(TASK DIRECTIONS):
Find each line below that includes "asked", then copy it.

*** EXERCISE MATERIALS Section Begins ***

//! `PgStore` against a live PostgreSQL server.
//!
//! Each test gets a fresh database with `migrations/` applied. Run with
//! `DATABASE_URL=postgres://... cargo test -p caseflow-postgres -- --ignored`.

use caseflow::{
    AdvanceRequest, AuditAction, AuditLog, AuditStore, DomainEvent, FailureDisposition,
    InstanceStore, OutboxEvent, OutboxStore, TenantScope, TriggerMatcher, TriggerQuery,
    TriggerStore, WorkflowEngine, WorkflowInstance, WorkflowTrigger,
};
use caseflow_postgres::PgStore;
use chrono::{DateTime, Duration, Utc};
use serde_json::{json, Value};
use sqlx::PgPool;
use std::sync::Arc;
use uuid::Uuid;

fn case_created(tenant: &str, subject: &str) -> DomainEvent {
    DomainEvent::new(
        "case.created",
        json!({"subjectSchema": "service", "subjectModel": "Case", "subjectId": subject}),
    )
    .with_tenant(tenant)
}

fn topics(events: &[OutboxEvent]) -> Vec<&str> {
    events.iter().map(|e| e.topic.as_str()).collect()
}

async fn insert_outbox_at(pool: &PgPool, topic: &str, created_at: DateTime<Utc>) {
    sqlx::query(
        "INSERT INTO outbox_events (id, topic, payload, created_at) VALUES ($1, $2, '{}', $3)",
    )
    .bind(Uuid::new_v4())
    .bind(topic)
    .bind(created_at)
    .execute(pool)
    .await
    .unwrap();
}

/// Transitions are `(from, to, position)`.
async fn seed_workflow(
    pool: &PgPool,
    id: &str,
    definition: Value,
    transitions: &[(&str, &str, i32)],
) {
    sqlx::query("INSERT INTO workflows (id, name, definition) VALUES ($1, $1, $2)")
        .bind(id)
        .bind(definition)
        .execute(pool)
        .await
        .unwrap();

    for (from, to, position) in transitions {
        sqlx::query(
            r#"
            INSERT INTO workflow_transitions (workflow_id, from_state_key, to_state_key, position)
            VALUES ($1, $2, $3, $4)
            "#,
        )
        .bind(id)
        .bind(from)
        .bind(to)
        .bind(position)
        .execute(pool)
        .await
        .unwrap();
    }
}

async fn seed_trigger(pool: &PgPool, trigger: &WorkflowTrigger) {
    sqlx::query(
        r#"
        INSERT INTO workflow_triggers
            (id, tenant_id, subject_schema, subject_model, event_key, active, workflow_id)
        VALUES ($1, $2, $3, $4, $5, $6, $7)
        "#,
    )
    .bind(&trigger.id)
    .bind(trigger.tenant_id.as_deref())
    .bind(&trigger.subject_schema)
    .bind(&trigger.subject_model)
    .bind(&trigger.event_key)
    .bind(trigger.active)
    .bind(&trigger.workflow_id)
    .execute(pool)
    .await
    .unwrap();
}

fn trigger(id: &str, tenant: Option<&str>, event_key: &str, active: bool) -> WorkflowTrigger {
    WorkflowTrigger {
        id: id.into(),
        tenant_id: tenant.map(str::to_string),
        subject_schema: "service".into(),
        subject_model: "Case".into(),
        event_key: event_key.into(),
        active,
        workflow_id: "wf1".into(),
    }
}

fn instance() -> WorkflowInstance {
    let now = Utc::now();
    WorkflowInstance {
        id: Uuid::new_v4(),
        workflow_id: "wf1".into(),
        tenant_id: Some("t1".into()),
        subject_schema: "service".into(),
        subject_model: "Case".into(),
        subject_id: "c1".into(),
        state_key: "open".into(),
        created_at: now,
        updated_at: now,
    }
}

async fn audit_rows(pool: &PgPool) -> i64 {
    sqlx::query_scalar("SELECT COUNT(*) FROM audit_logs")
        .fetch_one(pool)
        .await
        .unwrap()
}

#[sqlx::test(migrations = "./migrations")]
#[ignore = "requires DATABASE_URL"]
async fn claimed_events_are_hidden_until_the_lease_expires(pool: PgPool) {
    let worker_a = PgStore::with_lease_timeout(pool.clone(), 500);
    let worker_b = PgStore::with_lease_timeout(pool, 500);
    let done = worker_a.enqueue(case_created("t1", "c1")).await.unwrap();
    let abandoned = worker_a.enqueue(case_created("t1", "c2")).await.unwrap();

    assert_eq!(worker_a.list_unprocessed(10).await.unwrap().len(), 2);
    assert!(worker_b.list_unprocessed(10).await.unwrap().is_empty());

    worker_a.mark_processed(done.id).await.unwrap();
    tokio::time::sleep(std::time::Duration::from_millis(800)).await;

    let reclaimed = worker_b.list_unprocessed(10).await.unwrap();
    assert_eq!(reclaimed.len(), 1);
    assert_eq!(reclaimed[0].id, abandoned.id);
}

#[sqlx::test(migrations = "./migrations")]
#[ignore = "requires DATABASE_URL"]
async fn claims_come_back_oldest_first(pool: PgPool) {
    let store = PgStore::new(pool);
    let now = Utc::now();
    insert_outbox_at(store.pool(), "late", now).await;
    insert_outbox_at(store.pool(), "early", now - Duration::seconds(10)).await;
    insert_outbox_at(store.pool(), "tie-a", now - Duration::seconds(5)).await;
    insert_outbox_at(store.pool(), "tie-b", now - Duration::seconds(5)).await;

    let claimed = store.list_unprocessed(3).await.unwrap();

    assert_eq!(topics(&claimed), vec!["early", "tie-a", "tie-b"]);
}

#[sqlx::test(migrations = "./migrations")]
#[ignore = "requires DATABASE_URL"]
async fn failed_events_are_scheduled_or_dead_lettered(pool: PgPool) {
    let store = PgStore::new(pool);
    let later = store.enqueue(case_created("t1", "c1")).await.unwrap();
    let dead = store.enqueue(case_created("t1", "c2")).await.unwrap();
    let again = store.enqueue(case_created("t1", "c3")).await.unwrap();
    assert_eq!(store.list_unprocessed(10).await.unwrap().len(), 3);

    store
        .mark_failed(
            later.id,
            "busy",
            FailureDisposition::Retry {
                not_before: Some(Utc::now() + Duration::minutes(5)),
            },
        )
        .await
        .unwrap();
    store
        .mark_failed(dead.id, "bad payload", FailureDisposition::DeadLetter)
        .await
        .unwrap();
    store
        .mark_failed(again.id, "flaky", FailureDisposition::Retry { not_before: None })
        .await
        .unwrap();

    let due = store.list_unprocessed(10).await.unwrap();
    assert_eq!(due.len(), 1);
    assert_eq!(due[0].id, again.id);
    assert_eq!(due[0].attempts, 1);
    assert_eq!(due[0].last_error.as_deref(), Some("flaky"));
    assert!(due[0].processed_at.is_none());

    let stats = store.stats().await.unwrap();
    assert_eq!((stats.pending, stats.failing), (2, 2));
    assert_eq!((stats.processed, stats.dead_letter), (0, 1));

    assert!(store.mark_processed(Uuid::new_v4()).await.is_err());
}

#[sqlx::test(migrations = "./migrations")]
#[ignore = "requires DATABASE_URL"]
async fn trigger_lookup_agrees_with_query_matching(pool: PgPool) {
    let store = PgStore::new(pool.clone());
    seed_workflow(&pool, "wf1", json!({}), &[]).await;
    let triggers = vec![
        trigger("scoped-t1", Some("t1"), "case.created", true),
        trigger("scoped-t2", Some("t2"), "case.created", true),
        trigger("global", None, "case.created", true),
        trigger("inactive", None, "case.created", false),
        trigger("closed-t1", Some("t1"), "case.closed", true),
    ];
    for t in &triggers {
        seed_trigger(&pool, t).await;
    }

    for scope in [TenantScope::GlobalFallback, TenantScope::Exact] {
        for tenant in [Some("t1"), Some("t2"), Some("t3"), None] {
            let query = TriggerQuery {
                tenant_id: tenant,
                subject_schema: "service",
                subject_model: "Case",
                event_key: "case.created",
                scope,
            };

            let mut expected: Vec<_> = triggers
                .iter()
                .filter(|t| query.matches(t))
                .map(|t| t.id.clone())
                .collect();
            expected.sort();
            let mut found: Vec<_> = store
                .find_active(&query)
                .await
                .unwrap()
                .into_iter()
                .map(|t| t.id)
                .collect();
            found.sort();

            assert_eq!(found, expected, "scope {scope:?}, tenant {tenant:?}");
        }
    }
}

#[sqlx::test(migrations = "./migrations")]
#[ignore = "requires DATABASE_URL"]
async fn rejected_instance_writes_leave_no_audit(pool: PgPool) {
    let store = PgStore::new(pool.clone());
    let existing = instance();
    let start = AuditLog::for_instance(None, AuditAction::WorkflowStart, existing.id);
    store.create_instance(&existing, &start).await.unwrap();

    let duplicate = AuditLog::for_instance(None, AuditAction::WorkflowStart, existing.id);
    assert!(store.create_instance(&existing, &duplicate).await.is_err());

    let missing = instance();
    let advance = AuditLog::for_instance(None, AuditAction::WorkflowAdvance, missing.id);
    assert!(store.update_instance_state(&missing, &advance).await.is_err());

    assert_eq!(audit_rows(&pool).await, 1);
    let trail = store
        .list_for_target("WorkflowInstance", &existing.id.to_string())
        .await
        .unwrap();
    assert_eq!(trail.len(), 1);
    assert_eq!(trail[0].id, start.id);
}

#[sqlx::test(migrations = "./migrations")]
#[ignore = "requires DATABASE_URL"]
async fn matched_event_starts_and_advances_by_position(pool: PgPool) {
    // Inserted out of order: position decides, not insertion.
    seed_workflow(
        &pool,
        "wf1",
        json!({"entry": "triage"}),
        &[("triage", "rejected", 1), ("triage", "review", 0), ("review", "done", 0)],
    )
    .await;
    seed_trigger(&pool, &trigger("trg1", None, "case.created", true)).await;

    let store = Arc::new(PgStore::new(pool.clone()));
    let engine = WorkflowEngine::from_store(store.clone());
    let matcher = TriggerMatcher::new(store.clone(), store.clone(), engine.clone());

    let started = matcher
        .handle_domain_event(&case_created("t1", "c1"))
        .await
        .unwrap();
    assert_eq!(started.len(), 1);
    assert_eq!(started[0].state_key, "triage");
    assert_eq!(started[0].tenant_id.as_deref(), Some("t1"));

    let id = started[0].id;
    let moved = engine.advance(AdvanceRequest::new(id)).await.unwrap();
    assert_eq!(moved.state_key, "review");
    assert_eq!(engine.get_instance(id).await.unwrap().state_key, "review");

    let trail = engine.audit_trail(id).await.unwrap();
    let actions: Vec<_> = trail.iter().map(|e| e.action).collect();
    assert_eq!(actions, vec![AuditAction::WorkflowStart, AuditAction::WorkflowAdvance]);
    assert_eq!(trail[1].detail, Some(json!({"from": "triage", "to": "review"})));
    assert_eq!(audit_rows(&pool).await, 2);
}
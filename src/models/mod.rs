pub mod cafe;
pub mod catalog;
pub mod record;
pub mod task;

pub use cafe::{Drink, Shop, ShopStatus};
pub use catalog::{CartLine, MenuItem};
pub use record::{Fields, Record, to_fields};
pub use task::Task;
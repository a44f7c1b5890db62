pub mod api;
pub mod apps;
pub mod client;
pub mod config;
pub mod controller;
pub mod db;
pub mod error;
pub mod models;
pub mod navigation;
pub mod scope;
pub mod server;
pub mod state;
pub mod store;
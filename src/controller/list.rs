use tracing::{debug, error, warn};

use crate::client::{ClientError, SharedClient};
use crate::models::Record;
use crate::scope::ScreenScope;
use crate::store::{ChangeBus, ChangeEvent, ChangeKind, ChangeSubscription};

pub const DELETE_PROMPT_TITLE: &str = "Confirm delete";
pub const DELETE_PROMPT_MESSAGE: &str = "Are you sure you want to delete this item?";

#[derive(Debug, Clone, PartialEq)]
pub enum ListState {
    Loading,
    Ready(Vec<Record>),
    Failed(ClientError),
}

pub trait Confirm {
    fn confirm(&self, title: &str, message: &str) -> bool;
}

impl Confirm for bool {
    fn confirm(&self, _title: &str, _message: &str) -> bool {
        *self
    }
}

impl<F> Confirm for F
where
    F: Fn(&str, &str) -> bool,
{
    fn confirm(&self, title: &str, message: &str) -> bool {
        self(title, message)
    }
}

/// Records whose `field` contains `query`, case-insensitively, in collection
/// order. An empty query keeps everything.
pub fn filter_records<'a>(records: &'a [Record], field: &str, query: &str) -> Vec<&'a Record> {
    if query.is_empty() {
        return records.iter().collect();
    }

    let needle = query.to_lowercase();
    records
        .iter()
        .filter(|record| {
            record
                .text(field)
                .is_some_and(|text| text.to_lowercase().contains(&needle))
        })
        .collect()
}

pub struct ListController {
    client: SharedClient,
    display_field: String,
    state: ListState,
    filter: String,
    bus: ChangeBus,
    changes: ChangeSubscription,
    scope: ScreenScope,
}

impl ListController {
    pub fn new(
        client: SharedClient,
        display_field: impl Into<String>,
        bus: &ChangeBus,
        scope: ScreenScope,
    ) -> Self {
        let changes = bus.subscribe(client.resource());
        Self {
            client,
            display_field: display_field.into(),
            state: ListState::Loading,
            filter: String::new(),
            bus: bus.clone(),
            changes,
            scope,
        }
    }

    pub fn state(&self) -> &ListState {
        &self.state
    }

    pub fn is_loading(&self) -> bool {
        matches!(self.state, ListState::Loading)
    }

    pub fn error(&self) -> Option<&ClientError> {
        match &self.state {
            ListState::Failed(e) => Some(e),
            _ => None,
        }
    }

    pub fn records(&self) -> &[Record] {
        match &self.state {
            ListState::Ready(records) => records,
            _ => &[],
        }
    }

    pub fn find(&self, id: &str) -> Option<&Record> {
        self.records().iter().find(|r| r.id == id)
    }

    pub fn filter(&self) -> &str {
        &self.filter
    }

    pub fn scope(&self) -> &ScreenScope {
        &self.scope
    }

    pub fn set_filter(&mut self, query: impl Into<String>) {
        self.filter = query.into();
    }

    pub fn visible(&self) -> Vec<&Record> {
        filter_records(self.records(), &self.display_field, &self.filter)
    }

    pub async fn refresh(&mut self) -> &ListState {
        if !self.scope.is_active() {
            return &self.state;
        }

        // pending change notifications are covered by this fetch
        self.changes.drain();
        self.state = ListState::Loading;

        match self.scope.run(self.client.list()).await {
            Some(Ok(records)) => {
                debug!("loaded {} {}", records.len(), self.client.resource());
                self.state = ListState::Ready(records);
            }
            Some(Err(e)) => {
                warn!("Error fetching {}: {}", self.client.resource(), e);
                self.state = ListState::Failed(e);
            }
            None => {
                debug!("refresh of {} dropped, screen torn down", self.client.resource());
            }
        }

        &self.state
    }

    /// Refetches once if any change to this resource was published since the
    /// last fetch. Returns whether a refetch happened.
    pub async fn sync(&mut self) -> bool {
        if self.changes.drain() == 0 {
            return false;
        }
        self.refresh().await;
        true
    }

    /// A failed delete is only logged; the list is left as it was.
    pub async fn request_delete(&mut self, id: &str, confirm: &dyn Confirm) -> bool {
        if !confirm.confirm(DELETE_PROMPT_TITLE, DELETE_PROMPT_MESSAGE) {
            return false;
        }

        match self.scope.run(self.client.delete(id)).await {
            Some(Ok(())) => {
                self.bus.publish(ChangeEvent::new(
                    self.client.resource(),
                    ChangeKind::Deleted,
                    id,
                ));
                self.refresh().await;
                true
            }
            Some(Err(e)) => {
                error!("Error deleting {} {}: {}", self.client.resource(), id, e);
                false
            }
            None => false,
        }
    }
}

#[cfg(test)]
mod tests {
    use super::*;
    use crate::models::Fields;
    use serde_json::json;

    fn record(id: &str, title: &str) -> Record {
        let mut fields = Fields::new();
        fields.insert("title".into(), json!(title));
        Record::new(id, fields)
    }

    #[test]
    fn empty_query_keeps_everything() {
        let mut untitled = record("3", "");
        untitled.fields.remove("title");
        let records = vec![record("1", "Buy milk"), record("2", "Walk dog"), untitled];
        assert_eq!(filter_records(&records, "title", "").len(), 3);
    }

    #[test]
    fn filter_is_case_insensitive_and_ordered() {
        let records = vec![
            record("1", "Buy MILK"),
            record("2", "Walk dog"),
            record("3", "milkshake"),
        ];
        let ids: Vec<_> = filter_records(&records, "title", "Milk")
            .into_iter()
            .map(|r| r.id.as_str())
            .collect();
        assert_eq!(ids, vec!["1", "3"]);
    }

    #[test]
    fn filtered_view_is_an_ordered_matching_subsequence() {
        let titles = [
            "Buy milk", "Walk dog", "MILK the cow", "Call Mom", "dog food", "",
            "Ünïcode café", "buy MILKshake", "m", "Walk", "12 eggs",
        ];
        let records: Vec<Record> = titles
            .iter()
            .enumerate()
            .map(|(i, t)| record(&i.to_string(), t))
            .collect();
        let queries = [
            "", "m", "M", "milk", "MiLk", "dog", "walk ", "café", "CAFÉ", "2 e", "zzz", " ", "buy",
        ];

        for query in queries {
            let visible = filter_records(&records, "title", query);

            // subsequence of the collection, in collection order
            let positions = visible
                .iter()
                .map(|v| records.iter().position(|r| std::ptr::eq(r, *v)).unwrap());
            let mut last = None;
            for pos in positions {
                assert!(last.is_none_or(|l| l < pos), "order broken for {:?}", query);
                last = Some(pos);
            }

            // exactly the records that contain the query
            let needle = query.to_lowercase();
            for r in &records {
                let title = r.text("title").unwrap().to_lowercase();
                let shown = visible.iter().any(|v| std::ptr::eq(*v, r));
                assert_eq!(shown, title.contains(&needle), "{:?} vs {:?}", query, title);
            }
        }

        assert_eq!(filter_records(&records, "title", "").len(), records.len());
    }

    #[test]
    fn records_without_the_field_do_not_match() {
        let mut untitled = record("1", "");
        untitled.fields.remove("title");
        assert!(filter_records(&[untitled], "title", "a").is_empty());
    }

    #[test]
    fn closures_can_confirm() {
        let asked = |title: &str, _: &str| title == DELETE_PROMPT_TITLE;
        assert!(asked.confirm(DELETE_PROMPT_TITLE, DELETE_PROMPT_MESSAGE));
        assert!(!false.confirm(DELETE_PROMPT_TITLE, DELETE_PROMPT_MESSAGE));
    }
}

*** EXERCISE MATERIALS Section Ends ***

(EXERCISE ANSWER):
        let asked = |title: &str, _: &str| title == DELETE_PROMPT_TITLE;
        assert!(asked.confirm(DELETE_PROMPT_TITLE, DELETE_PROMPT_MESSAGE));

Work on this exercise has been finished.